Source: HUB Company Presentation
Scalable business model
HUB generates 95% of EBITDA from its platform business. It generates revenue predominantly from administration fees and cash margin revenue. Scalability will help HUB expand margins and increase profitability over time. The evolution of HUB’s business is slightly behind Netwealth, and as such we believe that the gap in margins will continue to close over time. HUB currently outsources many of its functions, such as its superannuation trustee (OneVue’s Diversa), cash and equities custody (BNP Paribas) and some managed fund services (Ausmaq). We see scope for HUB to bring some of these functions in house, as FUA increases and HUB gains scale.
Market Leading Independent Offering
HUB and Netwealth both have a clear competitive advantage in terms of functionality, market-leading technology and overall platform satisfaction. HUB is first for managed account capability, equal first for overall platform satisfaction and first for ease of use and navigation. HUB continue to invest in their people and product offering and we believe, as long as the platform is rated highly among advisors, HUB will continue to see strong flows.

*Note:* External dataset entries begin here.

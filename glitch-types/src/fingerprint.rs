//! Device fingerprint components.

use crate::keyboard::KeyboardLayout;
use serde::{Deserialize, Serialize};

/// Device and environment signals used for cross-platform install matching.
///
/// All fields are optional; provide what is available on your platform.
/// Empty strings, zero numbers and empty collections are omitted from the
/// payload rather than sent as zero values.
#[derive(Debug, Clone, Default, PartialEq, Serialize, Deserialize)]
#[serde(default)]
pub struct FingerprintComponents {
    /// Device model, e.g. "Dell XPS 15".
    pub device_model: String,
    /// "desktop", "mobile", "console", ...
    pub device_type: String,
    /// Device manufacturer, e.g. "Dell".
    pub device_manufacturer: String,

    /// Operating system name, e.g. "Windows".
    pub os_name: String,
    /// Operating system version, e.g. "10.0.22621".
    pub os_version: String,

    /// Primary display resolution as "WxH".
    pub display_resolution: String,
    /// Display density in DPI (0 = unknown).
    pub display_density: u32,

    /// CPU brand string.
    pub cpu_model: String,
    /// Physical core count (0 = unknown).
    pub cpu_cores: u32,
    /// GPU model, e.g. "NVIDIA RTX 3060 6GB".
    pub gpu_model: String,
    /// Total RAM in MiB (0 = unknown).
    pub memory_mb: u32,

    /// BCP-47 language tag, e.g. "en-US".
    pub language: String,
    /// IANA timezone, e.g. "America/New_York".
    pub timezone: String,
    /// Region code, e.g. "US".
    pub region: String,

    /// Client-hint form factors, e.g. `["Desktop"]`.
    pub form_factors: Vec<String>,
    /// Client-hint architecture, e.g. "x86".
    pub architecture: String,
    /// Client-hint bitness, e.g. "64".
    pub bitness: String,
    /// Client-hint platform version.
    pub platform_version: String,
    /// 32-bit process running on a 64-bit OS.
    pub is_wow64: bool,

    /// Physical key code to produced character.
    pub keyboard_layout: KeyboardLayout,

    /// IDFA/AAID if available.
    pub advertising_id: String,
}
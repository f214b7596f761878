mod common;

use common::{blocking, full_fingerprint, init_tracing};
use glitch_sdk::{
    fingerprint_install_to_json, ClientConfig, FingerprintComponents, FingerprintInstall,
    GlitchClient, PurchaseData, SdkError,
};
use serde_json::json;
use wiremock::matchers::{body_json, header, method, path};
use wiremock::{Mock, MockServer, ResponseTemplate};

fn client_for(base_url: String) -> GlitchClient {
    GlitchClient::new(ClientConfig::with_base_url(base_url)).unwrap()
}

/// A config pointing at a closed local port.
fn unreachable_config() -> ClientConfig {
    ClientConfig {
        api_base_url: "http://127.0.0.1:1".to_string(),
        timeout_secs: Some(5),
        ..Default::default()
    }
}

// ── Install records ─────────────────────────────────────────────

#[tokio::test]
async fn create_install_record_posts_body_and_headers() {
    init_tracing();
    let server = MockServer::start().await;

    Mock::given(method("POST"))
        .and(path("/api/titles/title-1/installs"))
        .and(header("authorization", "Bearer tok_123"))
        .and(header("content-type", "application/json"))
        .and(body_json(json!({"user_install_id": "user-1", "platform": "steam"})))
        .respond_with(ResponseTemplate::new(201).set_body_string(r#"{"id":"install-uuid"}"#))
        .expect(1)
        .mount(&server)
        .await;

    let base = server.uri();
    let response = blocking(move || {
        client_for(base).create_install_record("tok_123", "title-1", "user-1", "steam")
    })
    .await
    .unwrap();

    assert_eq!(response.status, 201);
    assert!(response.is_success());
    assert_eq!(response.text(), r#"{"id":"install-uuid"}"#);
}

#[tokio::test]
async fn create_install_record_escapes_ids() {
    let server = MockServer::start().await;

    Mock::given(method("POST"))
        .and(path("/api/titles/title-1/installs"))
        .and(body_json(json!({"user_install_id": "odd\"id\\", "platform": "steam"})))
        .respond_with(ResponseTemplate::new(200))
        .expect(1)
        .mount(&server)
        .await;

    let base = server.uri();
    let response = blocking(move || {
        client_for(base).create_install_record("tok", "title-1", "odd\"id\\", "steam")
    })
    .await
    .unwrap();

    assert_eq!(response.status, 200);
    assert!(response.body.is_empty());
}

#[tokio::test]
async fn create_install_record_with_fingerprint_posts_nested_components() {
    init_tracing();
    let server = MockServer::start().await;

    let install = FingerprintInstall::new("user-1", "steam", full_fingerprint())
        .with_game_version("1.2.0")
        .with_referral_source("twitch");
    let expected: serde_json::Value =
        serde_json::from_str(&fingerprint_install_to_json(&install).unwrap()).unwrap();
    assert_eq!(expected["fingerprint_components"]["hardware"]["cores"], 14);

    Mock::given(method("POST"))
        .and(path("/api/titles/title-1/installs"))
        .and(header("authorization", "Bearer tok"))
        .and(body_json(expected))
        .respond_with(ResponseTemplate::new(201).set_body_string(r#"{"id":"fp-install"}"#))
        .expect(1)
        .mount(&server)
        .await;

    let base = server.uri();
    let response = blocking(move || {
        client_for(base).create_install_record_with_fingerprint("tok", "title-1", &install)
    })
    .await
    .unwrap();

    assert_eq!(response.text(), r#"{"id":"fp-install"}"#);
}

#[tokio::test]
async fn title_id_is_path_encoded() {
    let server = MockServer::start().await;

    Mock::given(method("POST"))
        .and(path("/api/titles/my%20title%2F2/installs"))
        .respond_with(ResponseTemplate::new(201))
        .expect(1)
        .mount(&server)
        .await;

    let base = server.uri();
    let response = blocking(move || {
        client_for(base).create_install_record("tok", "my title/2", "u", "steam")
    })
    .await
    .unwrap();

    assert_eq!(response.status, 201);
}

// ── Purchases ───────────────────────────────────────────────────

#[tokio::test]
async fn record_purchase_posts_purchase_body() {
    init_tracing();
    let server = MockServer::start().await;

    Mock::given(method("POST"))
        .and(path("/api/titles/title-1/purchases"))
        .and(header("authorization", "Bearer tok"))
        .and(body_json(json!({
            "game_install_id": "install-uuid",
            "purchase_type": "in_app",
            "purchase_amount": 9.99,
            "currency": "USD",
            "quantity": 1,
            "metadata": {"store": "steam"}
        })))
        .respond_with(ResponseTemplate::new(201).set_body_string("created"))
        .expect(1)
        .mount(&server)
        .await;

    let purchase = PurchaseData::new("install-uuid")
        .with_purchase_type("in_app")
        .with_amount(9.99, "USD")
        .with_quantity(1)
        .with_metadata_json(r#"{"store":"steam"}"#);

    let base = server.uri();
    let response = blocking(move || client_for(base).record_purchase("tok", "title-1", &purchase))
        .await
        .unwrap();

    assert_eq!(response.status, 201);
    assert_eq!(response.into_body(), b"created");
}

// ── HTTP error statuses ─────────────────────────────────────────

#[tokio::test]
async fn error_status_is_returned_verbatim() {
    let server = MockServer::start().await;

    Mock::given(method("POST"))
        .and(path("/api/titles/title-1/purchases"))
        .respond_with(
            ResponseTemplate::new(422).set_body_string(r#"{"errors":{"game_install_id":["invalid"]}}"#),
        )
        .mount(&server)
        .await;

    let base = server.uri();
    let response = blocking(move || {
        client_for(base).record_purchase("tok", "title-1", &PurchaseData::new("nope"))
    })
    .await
    .unwrap();

    assert_eq!(response.status, 422);
    assert!(!response.is_success());
    assert_eq!(response.text(), r#"{"errors":{"game_install_id":["invalid"]}}"#);

    let err = response.error_for_status().unwrap_err();
    assert_eq!(err.status(), Some(422));
    assert!(!err.is_transport());
    assert!(err.to_string().contains("invalid"));
}

#[tokio::test]
async fn unauthorized_passes_through() {
    let server = MockServer::start().await;

    Mock::given(method("POST"))
        .respond_with(ResponseTemplate::new(401).set_body_string("Unauthenticated."))
        .mount(&server)
        .await;

    let base = server.uri();
    let response = blocking(move || {
        client_for(base).create_install_record("bad", "title-1", "u", "steam")
    })
    .await
    .unwrap();

    assert_eq!(response.status, 401);
    assert_eq!(response.text(), "Unauthenticated.");
}

#[tokio::test]
async fn trailing_slash_in_base_url_is_ignored() {
    let server = MockServer::start().await;

    Mock::given(method("POST"))
        .and(path("/api/titles/t/installs"))
        .respond_with(ResponseTemplate::new(200))
        .expect(1)
        .mount(&server)
        .await;

    let base = format!("{}/", server.uri());
    let response = blocking(move || client_for(base).create_install_record("tok", "t", "u", "p"))
        .await
        .unwrap();

    assert_eq!(response.status, 200);
}

#[tokio::test]
async fn non_utf8_body_is_returned_byte_for_byte() {
    let server = MockServer::start().await;
    let raw: Vec<u8> = vec![0x7b, 0xff, 0xfe, 0x7d];

    Mock::given(method("POST"))
        .and(path("/api/titles/t/purchases"))
        .respond_with(ResponseTemplate::new(500).set_body_raw(raw.clone(), "application/octet-stream"))
        .expect(1)
        .mount(&server)
        .await;

    let base = server.uri();
    let response = blocking(move || {
        client_for(base).record_purchase("tok", "t", &PurchaseData::new("a"))
    })
    .await
    .unwrap();

    assert_eq!(response.status, 500);
    assert_eq!(response.body, raw);
    assert_eq!(response.text(), "{\u{fffd}\u{fffd}}");
}

// ── Transport failures ──────────────────────────────────────────

#[test]
fn unreachable_host_fails_install() {
    let client = GlitchClient::new(unreachable_config()).unwrap();
    let err = client
        .create_install_record("tok", "title-1", "user-1", "steam")
        .unwrap_err();
    assert!(matches!(err, SdkError::Transport(_)));
    assert!(err.is_transport());
    assert!(err.to_string().contains("transport error"));
}

#[test]
fn unreachable_host_fails_fingerprint_install() {
    let client = GlitchClient::new(unreachable_config()).unwrap();
    let install = FingerprintInstall::new("user-1", "steam", FingerprintComponents::default());
    let err = client
        .create_install_record_with_fingerprint("tok", "title-1", &install)
        .unwrap_err();
    assert!(err.to_string().contains("transport error"));
}

#[test]
fn unreachable_host_fails_purchase() {
    let client = GlitchClient::new(unreachable_config()).unwrap();
    let err = client
        .record_purchase("tok", "title-1", &PurchaseData::new("abc"))
        .unwrap_err();
    assert!(err.to_string().contains("transport error"));
    assert_eq!(err.status(), None);
}

#[test]
fn post_json_free_function_reports_transport_error() {
    let err = glitch_sdk::post_json("http://127.0.0.1:1/api/titles/t/installs", "tok", "{}".into())
        .unwrap_err();
    assert!(err.is_transport());
}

At current levels, we believe HUB is the most attractive way to play the changing Australian wealth management landscape. It is an industry leader in terms of technology and service, has the highest scope for margin expansion relative to peers and has a large runway for continued growth.
I have increased my fund’s exposure to HUB in this pullback, and encourage you to consider an investment in what I consider a structural growth stock.
Important: This content has been prepared without taking account of the objectives, financial situation or needs of any particular individual. It does not constitute formal advice. Consider the appropriateness of the information in regard to your circumstances.